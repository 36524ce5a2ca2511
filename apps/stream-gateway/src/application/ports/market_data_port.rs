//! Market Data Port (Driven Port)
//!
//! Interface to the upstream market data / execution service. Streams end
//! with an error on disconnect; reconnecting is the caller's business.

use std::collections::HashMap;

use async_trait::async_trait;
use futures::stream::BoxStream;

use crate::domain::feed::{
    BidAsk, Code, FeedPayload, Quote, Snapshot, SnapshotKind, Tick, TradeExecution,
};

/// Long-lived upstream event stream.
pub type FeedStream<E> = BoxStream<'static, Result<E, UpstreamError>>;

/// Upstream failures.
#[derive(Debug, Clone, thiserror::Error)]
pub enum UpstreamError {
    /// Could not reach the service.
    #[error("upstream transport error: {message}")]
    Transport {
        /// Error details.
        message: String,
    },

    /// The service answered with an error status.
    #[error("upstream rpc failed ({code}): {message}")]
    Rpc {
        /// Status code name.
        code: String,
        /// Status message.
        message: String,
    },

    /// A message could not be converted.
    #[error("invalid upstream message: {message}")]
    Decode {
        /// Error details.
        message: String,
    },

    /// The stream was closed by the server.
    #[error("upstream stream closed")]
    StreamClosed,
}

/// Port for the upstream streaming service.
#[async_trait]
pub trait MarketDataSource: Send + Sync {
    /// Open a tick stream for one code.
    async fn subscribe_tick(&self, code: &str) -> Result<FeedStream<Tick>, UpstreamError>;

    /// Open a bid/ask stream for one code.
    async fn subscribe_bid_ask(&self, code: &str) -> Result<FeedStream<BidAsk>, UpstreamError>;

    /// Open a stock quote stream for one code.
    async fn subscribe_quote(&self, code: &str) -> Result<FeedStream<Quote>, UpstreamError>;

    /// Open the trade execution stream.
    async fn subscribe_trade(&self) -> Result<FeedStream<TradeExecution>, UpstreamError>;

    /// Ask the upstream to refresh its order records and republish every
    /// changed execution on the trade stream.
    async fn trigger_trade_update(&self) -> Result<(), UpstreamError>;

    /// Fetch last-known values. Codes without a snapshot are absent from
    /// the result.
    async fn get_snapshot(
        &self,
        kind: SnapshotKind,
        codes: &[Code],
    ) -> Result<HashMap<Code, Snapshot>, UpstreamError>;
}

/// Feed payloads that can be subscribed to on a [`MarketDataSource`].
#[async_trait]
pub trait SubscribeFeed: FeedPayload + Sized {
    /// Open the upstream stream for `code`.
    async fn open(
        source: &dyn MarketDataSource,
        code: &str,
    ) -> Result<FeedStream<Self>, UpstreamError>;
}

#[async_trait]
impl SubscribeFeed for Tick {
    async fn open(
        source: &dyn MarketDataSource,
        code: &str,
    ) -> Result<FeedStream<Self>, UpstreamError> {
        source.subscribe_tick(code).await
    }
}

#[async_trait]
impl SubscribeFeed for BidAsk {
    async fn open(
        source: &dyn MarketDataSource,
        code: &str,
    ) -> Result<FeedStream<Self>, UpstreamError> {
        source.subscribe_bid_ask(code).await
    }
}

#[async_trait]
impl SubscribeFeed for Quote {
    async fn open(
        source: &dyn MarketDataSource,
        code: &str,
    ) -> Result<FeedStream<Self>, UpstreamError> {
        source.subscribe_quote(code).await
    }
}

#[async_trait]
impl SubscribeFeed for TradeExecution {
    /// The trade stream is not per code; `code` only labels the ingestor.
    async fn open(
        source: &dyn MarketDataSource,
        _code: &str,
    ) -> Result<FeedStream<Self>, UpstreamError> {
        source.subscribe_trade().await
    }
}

==

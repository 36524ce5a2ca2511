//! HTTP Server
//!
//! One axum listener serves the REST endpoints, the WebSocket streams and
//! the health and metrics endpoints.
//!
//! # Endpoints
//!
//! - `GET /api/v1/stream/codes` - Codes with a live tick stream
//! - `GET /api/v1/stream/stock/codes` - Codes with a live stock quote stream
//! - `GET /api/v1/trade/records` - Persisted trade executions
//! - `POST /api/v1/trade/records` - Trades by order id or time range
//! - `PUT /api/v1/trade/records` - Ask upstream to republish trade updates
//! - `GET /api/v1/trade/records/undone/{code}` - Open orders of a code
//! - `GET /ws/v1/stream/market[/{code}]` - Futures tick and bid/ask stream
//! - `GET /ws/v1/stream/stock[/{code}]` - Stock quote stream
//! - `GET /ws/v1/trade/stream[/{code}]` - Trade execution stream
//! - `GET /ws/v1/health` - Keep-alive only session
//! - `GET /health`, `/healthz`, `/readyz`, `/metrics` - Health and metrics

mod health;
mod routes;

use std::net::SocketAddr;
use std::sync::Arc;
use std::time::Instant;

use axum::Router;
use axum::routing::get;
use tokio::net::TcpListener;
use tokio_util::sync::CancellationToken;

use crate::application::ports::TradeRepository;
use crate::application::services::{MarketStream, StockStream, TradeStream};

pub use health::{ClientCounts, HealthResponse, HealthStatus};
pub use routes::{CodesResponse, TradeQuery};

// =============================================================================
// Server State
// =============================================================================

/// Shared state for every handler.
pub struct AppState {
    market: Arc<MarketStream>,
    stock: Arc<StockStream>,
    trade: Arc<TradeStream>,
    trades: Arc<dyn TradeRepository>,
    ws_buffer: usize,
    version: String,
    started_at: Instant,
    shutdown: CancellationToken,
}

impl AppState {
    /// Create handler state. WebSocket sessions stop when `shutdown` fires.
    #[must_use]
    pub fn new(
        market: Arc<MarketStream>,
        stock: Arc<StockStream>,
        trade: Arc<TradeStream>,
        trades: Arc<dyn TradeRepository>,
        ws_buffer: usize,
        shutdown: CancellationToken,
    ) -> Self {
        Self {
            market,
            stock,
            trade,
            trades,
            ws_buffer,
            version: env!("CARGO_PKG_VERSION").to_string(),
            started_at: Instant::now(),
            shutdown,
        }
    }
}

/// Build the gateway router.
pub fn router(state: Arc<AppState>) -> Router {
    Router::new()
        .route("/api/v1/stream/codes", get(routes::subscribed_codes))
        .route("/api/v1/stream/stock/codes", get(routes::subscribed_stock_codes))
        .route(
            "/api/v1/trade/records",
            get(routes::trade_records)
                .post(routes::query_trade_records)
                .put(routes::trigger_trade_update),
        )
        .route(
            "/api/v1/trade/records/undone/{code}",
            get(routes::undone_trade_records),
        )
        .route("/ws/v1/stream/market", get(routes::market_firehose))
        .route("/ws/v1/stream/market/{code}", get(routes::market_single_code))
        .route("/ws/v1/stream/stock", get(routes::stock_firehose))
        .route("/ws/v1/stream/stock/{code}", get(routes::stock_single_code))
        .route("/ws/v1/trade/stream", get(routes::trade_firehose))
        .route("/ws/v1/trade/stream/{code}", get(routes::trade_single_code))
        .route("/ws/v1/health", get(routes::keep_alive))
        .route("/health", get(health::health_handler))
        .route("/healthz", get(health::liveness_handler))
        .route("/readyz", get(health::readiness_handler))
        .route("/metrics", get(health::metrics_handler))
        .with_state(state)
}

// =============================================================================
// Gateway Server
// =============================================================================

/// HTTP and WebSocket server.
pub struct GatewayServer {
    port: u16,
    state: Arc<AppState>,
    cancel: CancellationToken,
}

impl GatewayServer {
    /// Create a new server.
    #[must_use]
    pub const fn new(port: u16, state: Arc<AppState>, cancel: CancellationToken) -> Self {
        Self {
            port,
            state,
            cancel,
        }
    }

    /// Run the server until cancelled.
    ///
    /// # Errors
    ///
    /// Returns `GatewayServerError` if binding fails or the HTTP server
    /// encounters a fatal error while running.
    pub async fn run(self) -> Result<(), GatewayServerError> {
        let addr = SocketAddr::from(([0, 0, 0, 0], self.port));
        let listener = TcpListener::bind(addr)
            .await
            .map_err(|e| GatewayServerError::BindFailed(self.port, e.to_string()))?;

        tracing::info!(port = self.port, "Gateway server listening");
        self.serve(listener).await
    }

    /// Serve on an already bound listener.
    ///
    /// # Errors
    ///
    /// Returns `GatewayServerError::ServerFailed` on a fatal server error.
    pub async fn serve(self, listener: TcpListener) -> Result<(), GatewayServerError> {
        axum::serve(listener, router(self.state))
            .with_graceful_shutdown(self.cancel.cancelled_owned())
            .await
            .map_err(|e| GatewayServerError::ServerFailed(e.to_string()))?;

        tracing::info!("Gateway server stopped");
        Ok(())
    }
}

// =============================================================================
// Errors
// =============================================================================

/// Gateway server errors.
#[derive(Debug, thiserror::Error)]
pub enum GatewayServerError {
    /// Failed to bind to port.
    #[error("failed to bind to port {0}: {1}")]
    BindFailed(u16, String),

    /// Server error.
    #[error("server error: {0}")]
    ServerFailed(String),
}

--

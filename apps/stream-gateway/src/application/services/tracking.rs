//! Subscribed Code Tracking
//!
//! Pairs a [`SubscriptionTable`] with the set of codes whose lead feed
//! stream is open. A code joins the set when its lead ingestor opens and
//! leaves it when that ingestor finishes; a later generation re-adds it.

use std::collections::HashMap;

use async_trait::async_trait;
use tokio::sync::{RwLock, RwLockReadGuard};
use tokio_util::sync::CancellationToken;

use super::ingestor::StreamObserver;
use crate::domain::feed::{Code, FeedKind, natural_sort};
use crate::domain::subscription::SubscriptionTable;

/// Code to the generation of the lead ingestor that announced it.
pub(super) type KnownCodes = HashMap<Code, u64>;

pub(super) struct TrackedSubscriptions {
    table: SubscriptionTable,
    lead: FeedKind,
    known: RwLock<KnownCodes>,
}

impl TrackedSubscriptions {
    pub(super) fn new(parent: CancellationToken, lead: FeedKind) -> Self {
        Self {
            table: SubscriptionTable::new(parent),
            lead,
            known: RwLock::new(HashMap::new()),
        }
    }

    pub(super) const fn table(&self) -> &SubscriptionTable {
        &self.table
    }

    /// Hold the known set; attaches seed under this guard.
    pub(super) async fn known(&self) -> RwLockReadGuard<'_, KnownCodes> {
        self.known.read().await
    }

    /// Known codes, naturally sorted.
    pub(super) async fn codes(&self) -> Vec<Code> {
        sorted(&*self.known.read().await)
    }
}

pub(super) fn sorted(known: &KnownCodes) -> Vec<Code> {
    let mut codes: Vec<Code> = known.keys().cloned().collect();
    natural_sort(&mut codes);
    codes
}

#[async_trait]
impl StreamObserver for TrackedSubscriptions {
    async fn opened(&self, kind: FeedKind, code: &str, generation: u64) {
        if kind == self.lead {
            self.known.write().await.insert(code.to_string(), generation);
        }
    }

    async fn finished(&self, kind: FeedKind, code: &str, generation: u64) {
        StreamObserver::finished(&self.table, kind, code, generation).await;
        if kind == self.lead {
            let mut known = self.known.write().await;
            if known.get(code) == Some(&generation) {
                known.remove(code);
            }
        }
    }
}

### Problem statement:
Search the listing above for "FeedPayload" and copy every line that holds it.

### Response to the exercise:
    BidAsk, Code, FeedPayload, Quote, Snapshot, SnapshotKind, Tick, TradeExecution,
pub trait SubscribeFeed: FeedPayload + Sized {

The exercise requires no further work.